On 18/04/2024 09:59, tong1.wu-at-intel.com at ffmpeg.org wrote:
> From: Tong Wu <tong1.wu at intel.com>
> 
> Surface size and block size parameters are also moved to base layer.
> 
> Signed-off-by: Tong Wu <tong1.wu at intel.com>
> ---
>  libavcodec/hw_base_encode.c     | 58 +++++++++++++++++++++++
>  libavcodec/hw_base_encode.h     | 12 +++++
>  libavcodec/vaapi_encode.c       | 81 ++++++++-------------------------
>  libavcodec/vaapi_encode.h       | 10 ----
>  libavcodec/vaapi_encode_av1.c   | 10 ++--
>  libavcodec/vaapi_encode_h264.c  | 11 +++--
>  libavcodec/vaapi_encode_h265.c  | 25 +++++-----
>  libavcodec/vaapi_encode_mjpeg.c |  5 +-
>  libavcodec/vaapi_encode_vp9.c   |  6 +--
>  9 files changed, 118 insertions(+), 100 deletions(-)
> 
> diff --git a/libavcodec/hw_base_encode.c b/libavcodec/hw_base_encode.c
> index a4223d90f0..af85bb99aa 100644
> --- a/libavcodec/hw_base_encode.c
> +++ b/libavcodec/hw_base_encode.c
> @@ -693,6 +693,64 @@ int ff_hw_base_init_gop_structure(AVCodecContext *avctx, uint32_t ref_l0, uint32
>      return 0;
>  }
>  
> +int ff_hw_base_get_recon_format(AVCodecContext *avctx, const void *hwconfig, enum AVPixelFormat *fmt)
> +{
> +    HWBaseEncodeContext *ctx = avctx->priv_data;
> +    AVHWFramesConstraints *constraints = NULL;
> +    enum AVPixelFormat recon_format;
> +    int err, i;
> +
> +    constraints = av_hwdevice_get_hwframe_constraints(ctx->device_ref,
> +                                                      hwconfig);

Does this mechanism actually make sense for D3D12?

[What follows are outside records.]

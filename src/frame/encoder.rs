//! # Frame Encoder
//!
//! Encodes controller state into outbound text frames.

use crate::controller::InputState;

/// Encode controller state into a complete outbound frame
///
/// Axes are formatted with exactly two decimal digits (fixed point, never
/// scientific notation), buttons as the literal digit `1` or `0`. All axis
/// fields come first, then all button fields, comma-joined, with a single
/// trailing newline. The receiver relies on the field count and order
/// matching the sampler's fixed layout; there is no length prefix.
///
/// # Arguments
///
/// * `state` - Sampled axis and button state
///
/// # Returns
///
/// * `String` - One newline-terminated frame
///
/// # Examples
///
/// ```
/// use joylink::controller::InputState;
/// use joylink::frame::encode_frame;
///
/// let state = InputState {
///     axes: vec![0.1234, -1.0],
///     buttons: vec![true, false],
/// };
/// assert_eq!(encode_frame(&state), "0.12,-1.00,1,0\n");
/// ```
pub fn encode_frame(state: &InputState) -> String {
    let axes = state
        .axes
        .iter()
        .map(|v| format!("{:.2}", v))
        .collect::<Vec<_>>()
        .join(",");

    let buttons = state
        .buttons
        .iter()
        .map(|&b| if b { "1" } else { "0" })
        .collect::<Vec<_>>()
        .join(",");

    format!("{},{}\n", axes, buttons)
}

#[cfg(test)]
mod tests {
    use super::*;

    fn state(axes: Vec<f32>, buttons: Vec<bool>) -> InputState {
        InputState { axes, buttons }
    }

    #[test]
    fn test_encode_frame_reference_values() {
        let frame = encode_frame(&state(vec![0.1234, -1.0], vec![true, false]));
        assert_eq!(frame, "0.12,-1.00,1,0\n");
    }

    #[test]
    fn test_encode_frame_two_decimal_fixed_point() {
        let frame = encode_frame(&state(vec![0.0, 1.0, -0.5], vec![false]));
        // Never scientific notation, always two digits after the point
        assert_eq!(frame, "0.00,1.00,-0.50,0\n");
    }

    #[test]
    fn test_encode_frame_field_order_axes_then_buttons() {
        let frame = encode_frame(&state(vec![0.5, -0.5], vec![true, true, false]));
        assert_eq!(frame, "0.50,-0.50,1,1,0\n");
    }

    #[test]
    fn test_encode_frame_single_trailing_newline() {
        let frame = encode_frame(&state(vec![0.25], vec![true]));
        assert!(frame.ends_with('\n'));
        assert_eq!(frame.matches('\n').count(), 1);
    }

    #[test]
    fn test_encode_frame_field_count_mirrors_state() {
        let frame = encode_frame(&state(vec![0.1, 0.2, 0.3, 0.4], vec![false; 8]));
        let fields = frame.trim_end().split(',').count();
        assert_eq!(fields, 4 + 8);
    }

    #[test]
    fn test_encode_frame_rounds_to_two_decimals() {
        let frame = encode_frame(&state(vec![0.999, -0.994], vec![true]));
        assert_eq!(frame, "1.00,-0.99,1\n");
    }
}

VAAPI is the currently the only implementation of this function with non-null hwconfig, and this is really relying on it to get useful information (otherwise the formats are just everything the device can allocate as a surface and the sizes are 0/INT_MAX).

If D3D12 has something which would fit into the hwconfig method then this could work very nicely as well, but if it doesn't then presumably it does have some other calls to check things like the maximum frame size supported by the encoder and we should be using those rather than making this code generic?

(Also consider Vulkan if possible; if two thirds of the cases want it then maybe we should do this even if it doesn't fit in one of them.)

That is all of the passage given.